So basically they cut under the breast,
which is called an inter mammary flap or whatever.
They make the incision right under the breast,
kind of where an underwire brow would be.
They go in, they cut all of the breast tissue out.
In my case, they had to go very, very close to the nipple
because the cancer was really close to the nipple, which is why some were concerned about the ability
to even try to do a nipple sparing. So they cut it all out and they did it on both sides and took
out the breast tissue. In some cases, you can't have nipple sparing and
so they will actually cut around the areola and the nipple. In some cases some
surgeons are able to, I worked with Dr. Fan as for my reconstruction, who's a plastic surgeon, some surgeons are able to do nerve sparing
where they attempt to, and I should back up and say
that something that is not talked about a lot,
which is because women's sexuality is so invisible,
that it's an afterthought that is sometimes
not even mentioned to people before mastectomies
is that you lose all feeling in your breast
and your nipple. So some people are totally numb, like as if you have anesthesia where you can't
feel anything. 80% of people with mastectomies are numb for their lifetime. There's new
for their lifetime.
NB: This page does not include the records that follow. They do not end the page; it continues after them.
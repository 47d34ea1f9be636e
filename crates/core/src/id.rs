//! Strongly-typed identifiers.

use core::str::FromStr;
use serde::{Deserialize, Serialize};
use uuid::Uuid;

use crate::error::DomainError;

/// Identity of an authenticated user (the auth provider's subject / `sub`).
///
/// Profiles share this identifier: `profiles.id == subject`.
#[derive(Debug, Copy, Clone, PartialEq, Eq, Hash, PartialOrd, Ord, Serialize, Deserialize)]
#[serde(transparent)]
pub struct SubjectId(Uuid);

/// Identifier of a publication row.
#[derive(Debug, Copy, Clone, PartialEq, Eq, Hash, PartialOrd, Ord, Serialize, Deserialize)]
#[serde(transparent)]
pub struct PublicationId(Uuid);

/// Identifier of a department row.
#[derive(Debug, Copy, Clone, PartialEq, Eq, Hash, PartialOrd, Ord, Serialize, Deserialize)]
#[serde(transparent)]
pub struct DepartmentId(Uuid);

// Subjects are issued by the auth provider and publications/departments by
// the data store; all of them travel as uuid strings in rows and queries.
macro_rules! row_id {
    ($t:ty, $name:literal) => {
        impl $t {
            /// Fresh time-ordered (v7) id, for rows created on this side
            /// before the store has seen them.
            pub fn new() -> Self {
                Self(Uuid::now_v7())
            }

            pub fn from_uuid(uuid: Uuid) -> Self {
                Self(uuid)
            }

            pub fn as_uuid(&self) -> &Uuid {
                &self.0
            }
        }

        impl Default for $t {
            fn default() -> Self {
                Self::new()
            }
        }

        impl core::fmt::Display for $t {
            fn fmt(&self, f: &mut core::fmt::Formatter<'_>) -> core::fmt::Result {
                core::fmt::Display::fmt(&self.0, f)
            }
        }

        impl From<Uuid> for $t {
            fn from(value: Uuid) -> Self {
                Self(value)
            }
        }

        impl From<$t> for Uuid {
            fn from(value: $t) -> Self {
                value.0
            }
        }

        impl FromStr for $t {
            type Err = DomainError;

            fn from_str(s: &str) -> Result<Self, Self::Err> {
                Uuid::from_str(s.trim())
                    .map(Self)
                    .map_err(|e| DomainError::invalid_id(format!("{} {s:?}: {e}", $name)))
            }
        }
    };
}

row_id!(SubjectId, "SubjectId");
row_id!(PublicationId, "PublicationId");
row_id!(DepartmentId, "DepartmentId");
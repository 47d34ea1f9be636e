//! Row-oriented data store contract.
//!
//! Rows are JSON objects keyed by column name. Queries are conjunctions of
//! simple column filters; anything richer belongs in a database view.

use async_trait::async_trait;
use serde::Serialize;
use serde::de::DeserializeOwned;
use serde_json::Value;

use crate::error::{BackendError, BackendResult};

pub type Row = serde_json::Map<String, Value>;

#[derive(Debug, Clone, PartialEq)]
pub enum Filter {
    Eq(String, Value),
    Neq(String, Value),
    In(String, Vec<Value>),
}

impl Filter {
    pub fn column(&self) -> &str {
        match self {
            Filter::Eq(column, _) | Filter::Neq(column, _) | Filter::In(column, _) => column,
        }
    }

    /// Evaluate against a row. A missing column reads as `null`.
    pub fn matches(&self, row: &Row) -> bool {
        let actual = row.get(self.column()).unwrap_or(&Value::Null);
        match self {
            Filter::Eq(_, expected) => actual == expected,
            Filter::Neq(_, expected) => actual != expected,
            Filter::In(_, options) => options.iter().any(|option| option == actual),
        }
    }

    /// PostgREST rendering, e.g. `("role", "in.(faculty,hod)")`.
    pub fn to_query_pair(&self) -> (String, String) {
        let rendered = match self {
            Filter::Eq(_, Value::Null) => "is.null".to_string(),
            Filter::Neq(_, Value::Null) => "not.is.null".to_string(),
            Filter::Eq(_, value) => format!("eq.{}", render_scalar(value)),
            Filter::Neq(_, value) => format!("neq.{}", render_scalar(value)),
            Filter::In(_, values) => {
                let items: Vec<String> = values.iter().map(render_list_item).collect();
                format!("in.({})", items.join(","))
            }
        };
        (self.column().to_string(), rendered)
    }
}

fn render_scalar(value: &Value) -> String {
    match value {
        Value::String(s) => s.clone(),
        other => other.to_string(),
    }
}

fn render_list_item(value: &Value) -> String {
    match value {
        Value::String(s) if s.contains([',', '(', ')', '"', ' ']) => {
            format!("\"{}\"", s.replace('\\', "\\\\").replace('"', "\\\""))
        }
        other => render_scalar(other),
    }
}

/// Conjunction of filters.
#[derive(Debug, Clone, Default, PartialEq)]
pub struct Query {
    filters: Vec<Filter>,
}

impl Query {
    pub fn new() -> Self {
        Self::default()
    }

    pub fn eq(mut self, column: impl Into<String>, value: impl Into<Value>) -> Self {
        self.filters.push(Filter::Eq(column.into(), value.into()));
        self
    }

    pub fn neq(mut self, column: impl Into<String>, value: impl Into<Value>) -> Self {
        self.filters.push(Filter::Neq(column.into(), value.into()));
        self
    }

    pub fn is_in<I, V>(mut self, column: impl Into<String>, values: I) -> Self
    where
        I: IntoIterator<Item = V>,
        V: Into<Value>,
    {
        self.filters
            .push(Filter::In(column.into(), values.into_iter().map(Into::into).collect()));
        self
    }

    pub fn filters(&self) -> &[Filter] {
        &self.filters
    }

    pub fn matches(&self, row: &Row) -> bool {
        self.filters.iter().all(|f| f.matches(row))
    }

    pub fn to_query_pairs(&self) -> Vec<(String, String)> {
        self.filters.iter().map(Filter::to_query_pair).collect()
    }
}

#[async_trait]
pub trait DataStore: Send + Sync {
    async fn fetch_rows(&self, table: &str, query: &Query) -> BackendResult<Vec<Row>>;

    /// Exactly one row; `NotFound` when nothing matches.
    async fn fetch_row(&self, table: &str, query: &Query) -> BackendResult<Row> {
        let mut rows = self.fetch_rows(table, query).await?;
        match rows.len() {
            0 => Err(BackendError::NotFound),
            1 => Ok(rows.remove(0)),
            n => Err(BackendError::Conflict(format!("expected one row in {table}, found {n}"))),
        }
    }

    /// Insert and return the stored row (with server-assigned columns).
    async fn insert_row(&self, table: &str, row: Row) -> BackendResult<Row>;

    /// Insert, or merge into the row whose `on_conflict` column matches.
    async fn upsert_row(&self, table: &str, row: Row, on_conflict: &str) -> BackendResult<Row>;

    /// Apply `patch` to every matching row; returns the updated rows.
    async fn update_rows(&self, table: &str, query: &Query, patch: Row) -> BackendResult<Vec<Row>>;

    /// Delete every matching row; returns the deleted rows.
    async fn delete_rows(&self, table: &str, query: &Query) -> BackendResult<Vec<Row>>;
}

pub fn decode_row<T: DeserializeOwned>(row: Row) -> BackendResult<T> {
    Ok(serde_json::from_value(Value::Object(row))?)
}

pub fn decode_rows<T: DeserializeOwned>(rows: Vec<Row>) -> BackendResult<Vec<T>> {
    rows.into_iter().map(decode_row).collect()
}

/// Serialize a record into a row. Records must serialize as JSON objects.
pub fn encode_row<T: Serialize>(value: &T) -> BackendResult<Row> {
    match serde_json::to_value(value)? {
        Value::Object(row) => Ok(row),
        other => Err(BackendError::Decode(format!("expected an object, got {other}"))),
    }
}
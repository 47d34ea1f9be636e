//! `pubtrack-client`: the client runtime.
//!
//! Owns the live auth state (session store, role resolver, auth event bus),
//! exposes it to views through [`AuthContext`], and drives navigation
//! through the pure route guard in `pubtrack-auth`.

pub mod account;
pub mod app;
pub mod auth_bus;
pub mod auth_context;
pub mod config;
pub mod role_resolver;
pub mod session_store;

pub use account::{AccountService, FormError, MIN_PASSWORD_LEN, RESET_LINK_FAILED, RESET_LINK_SENT};
pub use app::{App, AppError, Backend, MAX_REDIRECTS, Screen};
pub use auth_bus::AuthEventBus;
pub use auth_context::{AuthContext, AuthSnapshot, ProtectedRoute};
pub use config::ClientConfig;
pub use role_resolver::{RoleLookup, RoleLookupError, RoleResolver};
pub use session_store::SessionStore;
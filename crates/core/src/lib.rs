//! `pubtrack-core`: shared primitives for the publication tracker.
//!
//! Identifiers, the domain error model and an injectable clock. No IO.

pub mod clock;
pub mod error;
pub mod id;

pub use clock::{Clock, FixedClock, SystemClock};
pub use error::{DomainError, DomainResult};
pub use id::{DepartmentId, PublicationId, SubjectId};
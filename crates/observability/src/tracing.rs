//! Tracing/logging initialization.

use serde::Deserialize;
use tracing_subscriber::EnvFilter;

pub const DEFAULT_FILTER: &str = "info";

/// Log output settings.
#[derive(Debug, Clone, PartialEq, Eq, Deserialize)]
#[serde(default)]
pub struct LogConfig {
    /// Filter directives used when `RUST_LOG` is not set.
    pub filter: String,
    /// JSON lines instead of human-readable output.
    pub json: bool,
}

impl Default for LogConfig {
    fn default() -> Self {
        Self {
            filter: DEFAULT_FILTER.to_string(),
            json: true,
        }
    }
}

impl LogConfig {
    /// `RUST_LOG` wins over the configured directives; invalid directives
    /// fall back to [`DEFAULT_FILTER`].
    pub fn env_filter(&self) -> EnvFilter {
        EnvFilter::try_from_default_env()
            .or_else(|_| EnvFilter::try_new(&self.filter))
            .unwrap_or_else(|_| EnvFilter::new(DEFAULT_FILTER))
    }
}

/// Initialize tracing with defaults (JSON, `info`).
///
/// Safe to call multiple times (subsequent calls are no-ops).
pub fn init() {
    init_with(&LogConfig::default());
}

/// Initialize tracing from `config`. Returns `false` when a global
/// subscriber was already installed.
pub fn init_with(config: &LogConfig) -> bool {
    let builder = tracing_subscriber::fmt()
        .with_env_filter(config.env_filter())
        .with_timer(tracing_subscriber::fmt::time::SystemTime)
        .with_target(false);

    let installed = if config.json {
        builder.json().try_init().is_ok()
    } else {
        builder.try_init().is_ok()
    };
    if installed {
        ::tracing::debug!(json = config.json, "tracing initialized");
    }
    installed
}
use std::borrow::Cow;

use serde::{Deserialize, Serialize};

/// Authorization tier controlling which routes and menu entries are reachable.
///
/// Roles are opaque strings so new tiers can be added in the profile store
/// without a client release; the well-known ones are exposed as constants.
#[derive(Debug, Clone, PartialEq, Eq, Hash, Serialize, Deserialize)]
#[serde(transparent)]
pub struct Role(Cow<'static, str>);

impl Role {
    pub const FACULTY: Role = Role(Cow::Borrowed("faculty"));
    pub const FACULTY_COORDINATOR: Role = Role(Cow::Borrowed("faculty-coordinator"));
    pub const HOD: Role = Role(Cow::Borrowed("hod"));

    pub fn new(name: impl Into<Cow<'static, str>>) -> Self {
        Self(name.into())
    }

    /// Interpret a raw `profiles.role` column value.
    ///
    /// Blank values mean "no role" and never map to a privileged tier.
    pub fn from_column(value: &str) -> Option<Self> {
        let trimmed = value.trim();
        if trimmed.is_empty() {
            None
        } else {
            Some(Self::new(trimmed.to_string()))
        }
    }

    pub fn as_str(&self) -> &str {
        &self.0
    }
}

impl core::fmt::Display for Role {
    fn fmt(&self, f: &mut core::fmt::Formatter<'_>) -> core::fmt::Result {
        f.write_str(&self.0)
    }
}

/// Resolution state of the current user's role.
///
/// `Loading` and `Absent` are deliberately distinct: the guard waits on the
/// former and denies role-gated routes on the latter.
#[derive(Debug, Clone, PartialEq, Eq, Default)]
pub enum RoleState {
    /// No lookup has been attempted for the current session.
    #[default]
    Unknown,
    /// A lookup is in flight.
    Loading,
    /// The profile store returned a role.
    Resolved(Role),
    /// The profile exists without a role, or no profile exists.
    Absent,
    /// The last lookup failed transiently (network, timeout).
    Failed,
}

impl RoleState {
    /// The resolved role, if any.
    pub fn role(&self) -> Option<&Role> {
        match self {
            RoleState::Resolved(role) => Some(role),
            _ => None,
        }
    }

    /// True once a lookup produced an answer (a role or a definite absence).
    pub fn is_settled(&self) -> bool {
        matches!(self, RoleState::Resolved(_) | RoleState::Absent)
    }
}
There's new work that is being done now,
which is nerve grafting,
where they try to take your existing nerve
and use grafting with cadaver nerves to try to reconnect it.
I had that done.
It is of limited efficacy.
They're not sure that it is going to work,
but it's advancing all the
time. So that is something to ask about and to ask your surgeon as to whether that's something
that they do and what their success has been. And it is covered by almost all insurances.
So ask about that and make sure that you're not
being upsold as if that is an extra thing you can buy
because some surgeons I met with
did try to sell it as that,
not the surgeons I ended up with.
And that's another thing that if you don't bring that
as a priority.
Exactly.
They could later say,
oh, we just didn't think you cared that much
about your sensitivity because you didn't bring it up. So I believe fully that if this were a male
situation that the feeling like if people would not be like, oh, we just didn't know you were the
kind of guy that cared if your penis had feeling like I think that would, but for women, you actually have to tell them that you care
about your body parts and that you care about feeling.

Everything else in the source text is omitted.